Alumno aplicado de la escuela de aviación, Cassada llega a la base con todo el futuro por delante. “Le encantaba volar y nunca, desde el primer momento, había tenido miedo”, desliza el distante narrador, insinuando ya su fatal destino, una intuición que refuerza su gusto por las maniobras temerarias y las acrobacias. Salter desarrolla por capas, con suma paciencia, a un personaje marcado por la fatalidad que más tarde “sería recordado en ciertos fogonazos de la memoria, alguien que se ve y no se olvida”.

El escritor muestra la escasa épica –y el abundante consumo de combustible– que implica la práctica militar en tiempos de paz, o de guerra fría. Los pilotos viven “entre rumores, rutinas y despliegues ocasionales”. Van al norte de África a realizar pruebas de artillería o simulan combates en el espacio aéreo de Inglaterra. También se enzarzan en inútiles duelos por el aire, “con la tierra sobre sus cabezas y el cielo bajo sus pies”.

Salter los presenta sin contexto, insertos en un estricto presente. La base es una especie de no-lugar donde los soldados tienen la ilusión, pero solo la ilusión, de conocerse. Nadie allí llega a ser plenamente como es. Muy capaz de mirar en el interior de todos ellos y contar lo que ve sin alardes, el autor de Años luz expone un juego soterrado de ambiciones, envidias, desconfianza.

Salter desarrolla por capas, con suma paciencia, a un personaje marcado por la fatalidad

Cassada es un elemento extraño que altera sutilmente los equilibrios de aquel ecosistema. En su retrato se advierte la mano maestra del gran escritor neoyorquino, que también dibuja el entorno con precisión, mediante escenas breves, reducidas a diálogos secos y descripciones lacónicas, pero de gran belleza.

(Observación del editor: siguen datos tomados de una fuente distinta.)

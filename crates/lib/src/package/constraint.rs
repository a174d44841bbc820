//! Build constraint evaluation.
//!
//! A Go file takes part in a build only if its name suffix (`_linux.go`,
//! `_windows_arm64.go`) and its build constraint comments are satisfied by
//! the [`BuildContext`]. Both `//go:build` expressions and legacy
//! `// +build` lines are understood; when a file carries both, the
//! `//go:build` line wins.

use thiserror::Error;

use super::scan::{constraint_lines, leading_comments};
use crate::context::BuildContext;
use crate::platform::arch::is_known_arch;
use crate::platform::os::is_known_os;

/// Errors in build constraint syntax.
#[derive(Debug, Error, PartialEq, Eq)]
pub enum ConstraintError {
  #[error("invalid //go:build expression '{expr}': {reason}")]
  Syntax { expr: String, reason: String },

  #[error("multiple //go:build lines")]
  MultipleGoBuild,
}

/// Parsed `//go:build` expression.
#[derive(Debug, Clone, PartialEq, Eq)]
pub enum Expr {
  Tag(String),
  Not(Box<Expr>),
  And(Box<Expr>, Box<Expr>),
  Or(Box<Expr>, Box<Expr>),
}

impl Expr {
  /// Parse the text following `//go:build`.
  pub fn parse(text: &str) -> Result<Self, ConstraintError> {
    let tokens = tokenize(text).map_err(|reason| ConstraintError::Syntax {
      expr: text.to_string(),
      reason,
    })?;
    let mut parser = ExprParser { tokens, pos: 0 };
    let expr = parser.or().map_err(|reason| ConstraintError::Syntax {
      expr: text.to_string(),
      reason,
    })?;
    if parser.pos != parser.tokens.len() {
      return Err(ConstraintError::Syntax {
        expr: text.to_string(),
        reason: format!("unexpected '{}'", parser.tokens[parser.pos]),
      });
    }
    Ok(expr)
  }

  pub fn eval(&self, ctx: &BuildContext) -> bool {
    match self {
      Expr::Tag(tag) => ctx.matches_tag(tag),
      Expr::Not(inner) => !inner.eval(ctx),
      Expr::And(a, b) => a.eval(ctx) && b.eval(ctx),
      Expr::Or(a, b) => a.eval(ctx) || b.eval(ctx),
    }
  }
}

fn tokenize(text: &str) -> Result<Vec<String>, String> {
  let mut tokens = Vec::new();
  let mut chars = text.chars().peekable();
  while let Some(c) = chars.next() {
    match c {
      ' ' | '\t' => {}
      '(' | ')' | '!' => tokens.push(c.to_string()),
      '&' | '|' => {
        if chars.next() != Some(c) {
          return Err(format!("expected '{c}{c}'"));
        }
        tokens.push(format!("{c}{c}"));
      }
      c if is_tag_char(c) => {
        let mut tag = c.to_string();
        while let Some(&next) = chars.peek() {
          if !is_tag_char(next) {
            break;
          }
          tag.push(next);
          chars.next();
        }
        tokens.push(tag);
      }
      other => return Err(format!("invalid character '{other}'")),
    }
  }
  if tokens.is_empty() {
    return Err("empty expression".to_string());
  }
  Ok(tokens)
}

fn is_tag_char(c: char) -> bool {
  c.is_alphanumeric() || c == '_' || c == '.'
}

struct ExprParser {
  tokens: Vec<String>,
  pos: usize,
}

impl ExprParser {
  fn peek(&self) -> Option<&str> {
    self.tokens.get(self.pos).map(String::as_str)
  }

  fn or(&mut self) -> Result<Expr, String> {
    let mut left = self.and()?;
    while self.peek() == Some("||") {
      self.pos += 1;
      let right = self.and()?;
      left = Expr::Or(Box::new(left), Box::new(right));
    }
    Ok(left)
  }

  fn and(&mut self) -> Result<Expr, String> {
    let mut left = self.not()?;
    while self.peek() == Some("&&") {
      self.pos += 1;
      let right = self.not()?;
      left = Expr::And(Box::new(left), Box::new(right));
    }
    Ok(left)
  }

  fn not(&mut self) -> Result<Expr, String> {
    if self.peek() == Some("!") {
      self.pos += 1;
      return Ok(Expr::Not(Box::new(self.not()?)));
    }
    self.atom()
  }

  fn atom(&mut self) -> Result<Expr, String> {
    let Some(tok) = self.peek().map(str::to_string) else {
      return Err("unexpected end of expression".to_string());
    };
    self.pos += 1;
    match tok.as_str() {
      "(" => {
        let inner = self.or()?;
        if self.peek() != Some(")") {
          return Err("missing ')'".to_string());
        }
        self.pos += 1;
        Ok(inner)
      }
      ")" | "&&" | "||" => Err(format!("unexpected '{tok}'")),
      _ => Ok(Expr::Tag(tok)),
    }
  }
}

/// Evaluate one `// +build` line: space-separated options are ORed,
/// comma-separated terms within an option are ANDed, `!` negates a term.
fn plus_build_line(line: &str, ctx: &BuildContext) -> bool {
  line.split_whitespace().any(|option| {
    option.split(',').all(|term| match term.strip_prefix('!') {
      Some(tag) => !tag.is_empty() && !tag.starts_with('!') && !ctx.matches_tag(tag),
      None => !term.is_empty() && ctx.matches_tag(term),
    })
  })
}

/// Whether the constraint comments at the top of `src` admit the file.
pub fn should_build(src: &str, ctx: &BuildContext) -> Result<bool, ConstraintError> {
  let mut go_build = None;
  let mut plus_build = Vec::new();

  for line in leading_comments(src) {
    let Some(expr) = line.strip_prefix("//go:build") else {
      continue;
    };
    if !expr.is_empty() && !expr.starts_with([' ', '\t']) {
      continue;
    }
    if go_build.is_some() {
      return Err(ConstraintError::MultipleGoBuild);
    }
    go_build = Some(Expr::parse(expr.trim())?);
  }
  if let Some(expr) = go_build {
    return Ok(expr.eval(ctx));
  }

  for line in constraint_lines(src) {
    if let Some(rest) = line.strip_prefix("//").map(str::trim_start).and_then(|c| c.strip_prefix("+build"))
      && (rest.is_empty() || rest.starts_with([' ', '\t']))
    {
      plus_build.push(rest.trim());
    }
  }

  Ok(plus_build.iter().all(|line| plus_build_line(line, ctx)))
}

/// Whether a file name's `_GOOS`, `_GOARCH` or `_GOOS_GOARCH` suffix admits the file.
///
/// `name` is the base name including its extension. A leading element (the
/// part before the first `_`) never counts as a suffix, so `linux.go` always
/// matches.
pub fn matches_file_name(name: &str, ctx: &BuildContext) -> bool {
  let stem = name.split_once('.').map(|(stem, _)| stem).unwrap_or(name);
  let stem = stem.strip_suffix("_test").unwrap_or(stem);
  let parts: Vec<&str> = stem.split('_').skip(1).collect();
  let platform = ctx.platform();

  match parts.as_slice() {
    [.., os, arch] if is_known_os(os) && is_known_arch(arch) => {
      *os == platform.os.as_str() && *arch == platform.arch.as_str()
    }
    [.., last] if is_known_os(last) => *last == platform.os.as_str(),
    [.., last] if is_known_arch(last) => *last == platform.arch.as_str(),
    _ => true,
  }
}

Al igual que su admirado Bábel, escribe a partir de lo que vivió y recuerda; al igual que Nabokov, otro escritor de su santoral, trabaja con el color, el detalle, el tono. En la narración del siniestro culminante se reconoce el accidente que el propio Salter sufrió en Corea, en el que estuvo a punto de morir.

Por suerte, como se dice en las últimas páginas, los muertos “solo mueren en sus vidas; en la tuya viven hasta el final”. Cassada, como otros grandes personajes de Salter, sobrevive también en la memoria del lector.